What has not having kids enabled you to do?
It’s allowed me to dedicate myself to my career in a very free way.  When you don’t have kids, you could end up in your 70s with 5 careers, because you have more freedom to evolve and grow your work life in the directions that you feel are best–without constraints.  It’s also allowed me to have a strong marriage and for my husband and I to support each other in our passions and careers. My husband’s career has evolved from working in human resources to working in the highest levels of the Sierra Club and focusing on the environment–something he doesn’t think he would have been able to do if he were a father.

Do you think going childless makes marriage harder, or easier?
I think not having children gives you the ability to tend to the issues in your marriage in a way that couples with children don’t always have.

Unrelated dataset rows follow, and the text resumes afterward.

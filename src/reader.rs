//! Reader for the `.kna` dataset format.
//!
//! A dataset has a header section, a line starting with `DATA`, then one
//! `<id> <profit> <weight>` record per line. The header must carry a
//! `MAX_CAPACITY: <number>` line; every other header line is ignored.
//! Keywords are matched case-insensitively on the trimmed line.

use std::fs::File;
use std::io::{BufRead, BufReader};
use std::path::Path;
use std::str::FromStr;

use thiserror::Error;
use tracing::debug;

use crate::{Instance, Num};

/// Errors raised while reading a dataset. Any of these aborts the run
/// before solving.
#[derive(Debug, Error)]
pub enum DatasetError {
    #[error("IO error: {0}")]
    Io(#[from] std::io::Error),

    #[error("no MAX_CAPACITY line found in the header")]
    MissingCapacity,

    #[error("unparseable MAX_CAPACITY value at line {line}: {text:?}")]
    InvalidCapacity { line: usize, text: String },

    #[error("unparseable item record at line {line}: {text:?}")]
    InvalidItemRecord { line: usize, text: String },
}

impl Instance {
    /// Reads a dataset file.
    pub fn from_path(path: impl AsRef<Path>) -> Result<Instance, DatasetError> {
        let file = File::open(path.as_ref())?;
        Instance::from_reader(BufReader::new(file))
    }

    /// Reads a dataset from any buffered source.
    pub fn from_reader<R: BufRead>(input: R) -> Result<Instance, DatasetError> {
        let mut capacity = None;
        let mut values = Vec::new();
        let mut data_section = false;

        for (index, line) in input.lines().enumerate() {
            let line = line?;
            let line = line.trim();
            let line_no = index + 1;
            if line.is_empty() {
                continue;
            }

            // A DATA marker is discarded wherever it appears; the first one
            // opens the data section.
            if line.to_ascii_uppercase().starts_with("DATA") {
                data_section = true;
                continue;
            }

            if !data_section {
                if line.to_ascii_uppercase().starts_with("MAX_CAPACITY:") {
                    let text = line.split_once(':').map(|(_, v)| v.trim()).unwrap_or("");
                    capacity =
                        Some(
                            Num::parse(text).ok_or_else(|| DatasetError::InvalidCapacity {
                                line: line_no,
                                text: text.to_string(),
                            })?,
                        );
                }
                // Unrecognized header lines are ignored, forward-compatible.
                continue;
            }

            let tokens: Vec<&str> = line.split_whitespace().collect();
            if tokens.len() < 3 {
                // Not an item record.
                continue;
            }
            let field = |token: &str| {
                Num::parse(token).ok_or_else(|| DatasetError::InvalidItemRecord {
                    line: line_no,
                    text: line.to_string(),
                })
            };
            let profit = field(tokens[1])?;
            let weight = field(tokens[2])?;
            values.push((profit, weight));
        }

        let capacity = capacity.ok_or(DatasetError::MissingCapacity)?;
        let instance = Instance::new(capacity, values);
        debug!(
            items = instance.len(),
            capacity = %instance.capacity(),
            integral = instance.is_integral(),
            "parsed dataset"
        );
        Ok(instance)
    }

    /// Writes the instance back in the `.kna` format. Parsing the output
    /// yields an identical instance.
    pub fn to_dataset_string(&self) -> String {
        let mut out = format!("MAX_CAPACITY: {}\n\nDATA\n", self.capacity());
        for item in self.items() {
            out.push_str(&format!("{} {} {}\n", item.id, item.profit, item.weight));
        }
        out
    }
}

impl FromStr for Instance {
    type Err = DatasetError;

    fn from_str(s: &str) -> Result<Instance, DatasetError> {
        Instance::from_reader(s.as_bytes())
    }
}
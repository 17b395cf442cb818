//! Result-record export and the summary chart.
//!
//! The record is the full contract surface downstream consumers see: the
//! solution fields plus instance-derived counts. The caller owns creating
//! the output directory.

use std::fs;
use std::path::{Path, PathBuf};

use serde::{Deserialize, Serialize};
use thiserror::Error;

use crate::{Instance, Num, Solution, SolveStatus};

#[derive(Debug, Error)]
pub enum ReportError {
    #[error("IO error: {0}")]
    Io(#[from] std::io::Error),

    #[error("YAML serialization error: {0}")]
    Yaml(#[from] serde_yaml::Error),
}

/// One solve run, flattened for export.
#[derive(Debug, Clone, PartialEq, Serialize, Deserialize)]
pub struct SolveRecord {
    pub dataset: String,
    pub num_items: usize,
    pub capacity: Num,
    pub status: SolveStatus,
    pub objective_value: Num,
    pub total_weight: Num,
    pub num_selected: usize,
    pub selected: Vec<usize>,
    pub elapsed_ms: f64,
}

impl SolveRecord {
    pub fn new(dataset: &str, instance: &Instance, solution: &Solution) -> SolveRecord {
        SolveRecord {
            dataset: dataset.to_string(),
            num_items: instance.len(),
            capacity: instance.capacity(),
            status: solution.status,
            objective_value: solution.objective_value,
            total_weight: solution.weight_used,
            num_selected: solution.selected.len(),
            selected: solution.selected.clone(),
            elapsed_ms: solution.elapsed.as_secs_f64() * 1000.0,
        }
    }

    fn artifact_path(&self, dir: &Path, extension: &str) -> PathBuf {
        let stem = Path::new(&self.dataset)
            .file_stem()
            .map(|stem| stem.to_string_lossy().into_owned())
            .unwrap_or_else(|| self.dataset.clone());
        dir.join(format!("{stem}_results.{extension}"))
    }
}

/// Writes the record as `<stem>_results.yaml` inside `dir`.
pub fn write_record(record: &SolveRecord, dir: &Path) -> Result<PathBuf, ReportError> {
    let path = record.artifact_path(dir, "yaml");
    fs::write(&path, serde_yaml::to_string(record)?)?;
    Ok(path)
}

/// Writes a bar-chart summary as `<stem>_results.svg` inside `dir`.
pub fn write_chart(record: &SolveRecord, dir: &Path) -> Result<PathBuf, ReportError> {
    let path = record.artifact_path(dir, "svg");
    fs::write(&path, render_chart(record))?;
    Ok(path)
}

const CHART_WIDTH: f64 = 640.0;
const CHART_HEIGHT: f64 = 400.0;
const MARGIN: f64 = 48.0;

fn render_chart(record: &SolveRecord) -> String {
    let bars = [
        ("capacity", record.capacity.as_f64()),
        ("weight used", record.total_weight.as_f64()),
        ("profit", record.objective_value.as_f64()),
        ("items", record.num_items as f64),
        ("selected", record.num_selected as f64),
        ("time (ms)", record.elapsed_ms),
    ];
    let scale = bars.iter().map(|&(_, value)| value).fold(1.0, f64::max);

    let plot_height = CHART_HEIGHT - 2.0 * MARGIN;
    let slot = (CHART_WIDTH - 2.0 * MARGIN) / bars.len() as f64;
    let bar_width = slot * 0.6;
    let baseline = CHART_HEIGHT - MARGIN;

    let mut svg = format!(
        "<svg xmlns=\"http://www.w3.org/2000/svg\" width=\"{CHART_WIDTH}\" height=\"{CHART_HEIGHT}\" \
         font-family=\"sans-serif\" font-size=\"12\">\n"
    );
    svg.push_str(&format!(
        "  <text x=\"{:.1}\" y=\"24\" text-anchor=\"middle\" font-size=\"16\">Results for {}</text>\n",
        CHART_WIDTH / 2.0,
        escape_xml(&record.dataset)
    ));

    for (i, &(label, value)) in bars.iter().enumerate() {
        let height = plot_height * value.max(0.0) / scale;
        let x = MARGIN + i as f64 * slot + (slot - bar_width) / 2.0;
        let y = baseline - height;
        svg.push_str(&format!(
            "  <rect x=\"{x:.1}\" y=\"{y:.1}\" width=\"{bar_width:.1}\" height=\"{height:.1}\" fill=\"skyblue\"/>\n"
        ));
        svg.push_str(&format!(
            "  <text x=\"{:.1}\" y=\"{:.1}\" text-anchor=\"middle\">{}</text>\n",
            x + bar_width / 2.0,
            y - 6.0,
            trim_value(value)
        ));
        svg.push_str(&format!(
            "  <text x=\"{:.1}\" y=\"{:.1}\" text-anchor=\"middle\">{}</text>\n",
            x + bar_width / 2.0,
            baseline + 18.0,
            label
        ));
    }

    svg.push_str(&format!(
        "  <line x1=\"{MARGIN}\" y1=\"{baseline}\" x2=\"{:.1}\" y2=\"{baseline}\" stroke=\"black\"/>\n",
        CHART_WIDTH - MARGIN
    ));
    svg.push_str("</svg>\n");
    svg
}

fn trim_value(value: f64) -> String {
    if value == value.trunc() {
        format!("{value:.0}")
    } else {
        format!("{value:.2}")
    }
}

fn escape_xml(text: &str) -> String {
    text.replace('&', "&amp;").replace('<', "&lt;").replace('>', "&gt;")
}

#[cfg(test)]
mod tests {
    use super::*;
    use crate::{SolverConfig, solve};

    fn record() -> SolveRecord {
        let instance: Instance = "MAX_CAPACITY: 50\nDATA\n0 60 10\n1 100 20\n2 120 30\n"
            .parse()
            .unwrap();
        let solution = solve(&instance, &SolverConfig::default());
        SolveRecord::new("classic.kna", &instance, &solution)
    }

    #[test]
    fn record_flattens_solution_and_counts() {
        let record = record();
        assert_eq!(record.num_items, 3);
        assert_eq!(record.num_selected, 2);
        assert_eq!(record.selected, vec![1, 2]);
        assert_eq!(record.objective_value, Num::Int(220));
        assert_eq!(record.total_weight, Num::Int(50));
        assert_eq!(record.status, SolveStatus::Optimal);
    }

    #[test]
    fn record_round_trips_through_yaml() {
        let record = record();
        let yaml = serde_yaml::to_string(&record).unwrap();
        assert!(yaml.contains("objective_value: 220"));
        assert!(yaml.contains("status: optimal"));
        let parsed: SolveRecord = serde_yaml::from_str(&yaml).unwrap();
        assert_eq!(parsed, record);
    }

    #[test]
    fn artifacts_are_written_next_to_each_other() {
        let dir = tempfile::tempdir().unwrap();
        let record = record();

        let record_path = write_record(&record, dir.path()).unwrap();
        assert_eq!(record_path, dir.path().join("classic_results.yaml"));
        let written: SolveRecord =
            serde_yaml::from_str(&fs::read_to_string(&record_path).unwrap()).unwrap();
        assert_eq!(written, record);

        let chart_path = write_chart(&record, dir.path()).unwrap();
        assert_eq!(chart_path, dir.path().join("classic_results.svg"));
        let svg = fs::read_to_string(&chart_path).unwrap();
        assert!(svg.starts_with("<svg"));
        assert!(svg.contains("Results for classic.kna"));
        assert!(svg.contains("weight used"));
    }
}
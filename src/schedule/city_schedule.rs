use crate::city::CityName;
use crate::schedule::flight_set::FlightSet;

/// A pool slot's payload. Free slots have no destination and no flights.
#[derive(Debug, Clone, Default, PartialEq, Eq)]
pub struct CitySchedule {
    pub(super) destination: Option<CityName>,
    pub flights: FlightSet,
}

impl CitySchedule {
    pub fn destination(&self) -> Option<&CityName> {
        self.destination.as_ref()
    }

    pub(super) fn reset(&mut self) {
        self.destination = None;
        self.flights.clear();
    }
}
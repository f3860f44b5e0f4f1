use crate::error::{Result, ScheduleError};
use crate::flight::{Flight, FlightInfo};
use crate::time::Time;

pub const MAX_FLIGHTS_PER_CITY: usize = 5;

/// Fixed table of flights for one destination.
///
/// Occupied slots always form a prefix sorted strictly ascending by time; empty slots trail.
#[derive(Debug, Clone, Default, PartialEq, Eq)]
pub struct FlightSet {
    flights: [Flight; MAX_FLIGHTS_PER_CITY],
}

impl FlightSet {
    #[cfg(test)]
    pub fn new() -> FlightSet {
        FlightSet::default()
    }

    pub fn len(&self) -> usize {
        self.flights.iter().take_while(|f| !f.is_empty()).count()
    }

    pub fn is_empty(&self) -> bool {
        self.flights[0].is_empty()
    }

    pub fn is_full(&self) -> bool {
        self.len() == MAX_FLIGHTS_PER_CITY
    }

    pub fn add(&mut self, time: Time, capacity: u32) -> Result<()> {
        if capacity == 0 {
            return Err(ScheduleError::InvalidCapacity);
        }
        let len = self.len();
        if len == MAX_FLIGHTS_PER_CITY {
            return Err(ScheduleError::CityFull);
        }
        if self.position(time).is_some() {
            return Err(ScheduleError::DuplicateFlightTime(time));
        }

        self.flights[len] = Flight::new(time, capacity);
        self.sort();
        Ok(())
    }

    pub fn remove(&mut self, time: Time) -> Result<()> {
        let idx = self.position(time).ok_or(ScheduleError::NoSuchFlight)?;
        self.flights[idx] = Flight::EMPTY;
        self.sort();
        Ok(())
    }

    pub fn get(&self, time: Time) -> Option<FlightInfo> {
        self.iter().find(|f| f.time == time)
    }

    /// Occupied flights in ascending time order. Each call starts a fresh pass.
    pub fn iter(&self) -> impl Iterator<Item = FlightInfo> + Clone + '_ {
        self.flights.iter().filter_map(|f| {
            f.time.map(|time| FlightInfo {
                time,
                available: f.available,
                capacity: f.capacity,
            })
        })
    }

    /// Index of the earliest flight departing at or after `time`. Never wraps past midnight.
    pub fn find_at_or_after(&self, time: Time) -> Option<usize> {
        self.iter().position(|f| f.time >= time)
    }

    pub(super) fn occupied_mut(&mut self) -> &mut [Flight] {
        let len = self.len();
        &mut self.flights[..len]
    }

    pub(super) fn clear(&mut self) {
        self.flights = [Flight::EMPTY; MAX_FLIGHTS_PER_CITY];
    }

    fn position(&self, time: Time) -> Option<usize> {
        self.flights.iter().position(|f| f.time == Some(time))
    }

    fn sort(&mut self) {
        self.flights.sort_by_key(|f| (f.is_empty(), f.time));
        self.assert_invariants();
    }

    pub(crate) fn assert_invariants(&self) {
        let len = self.len();
        debug_assert!(
            self.flights[len..]
                .iter()
                .all(|f| *f == Flight::EMPTY),
            "Empty slots must trail and carry no seats"
        );
        debug_assert!(
            self.flights[..len].windows(2).all(|fs| fs[0].time < fs[1].time),
            "Flight times must be strictly ascending"
        );
        debug_assert!(
            self.flights.iter().all(|f| f.available <= f.capacity),
            "Available seats exceed capacity"
        );
    }
}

Some of my friends have told me that in way they envy my husband and I, because when there are issues, we don’t have the distraction called “kids” that keep you from dealing with them. So many couples get divorced once they become empty nesters. Often they had issues all along but just didn’t make the time to deal with them. Once the kids aren’t there, they realize their marriage has problems, and some survive and some don’t. I’m not judging that at all–I just realize that it’s challenging to keep your marriage really strong and raise kids.

Has there been any time when this decision has been difficult?
Probably when my friends were young and started having babies. Initially, it was hard finding ways to stay in as much contact with them. But it soon passed, my friends are great–they never assumed that because I didn’t have kids, that I did know anything about it and couldn’t be party to a conversation about it. They also did not lose interest in what I was up to. It’s easy to get hurt and feel defensive on both sides. Don’t take it personally–keep your eye on you love for your friend and your curiosity about her life.

Do you have any regrets?
No. As I get older, I see the great relationships developing between some of my friends and their older children. But I also understand what a huge commitment they made and what it’s taken to get to that place. I know I never would have been willing to do it.

I’ve seen that’s there’s a better role for me to be play. I am much more valuable being a really wonderful godmother and mentor to young women. Through my blog, I help support women young women and their choices. Being a mother is not the only maternal role you can play.

I hope that with the next generation, we make it more of the norm to think hard about why you want a child. What experience are you looking for? Is being a parent the only way to have that experience?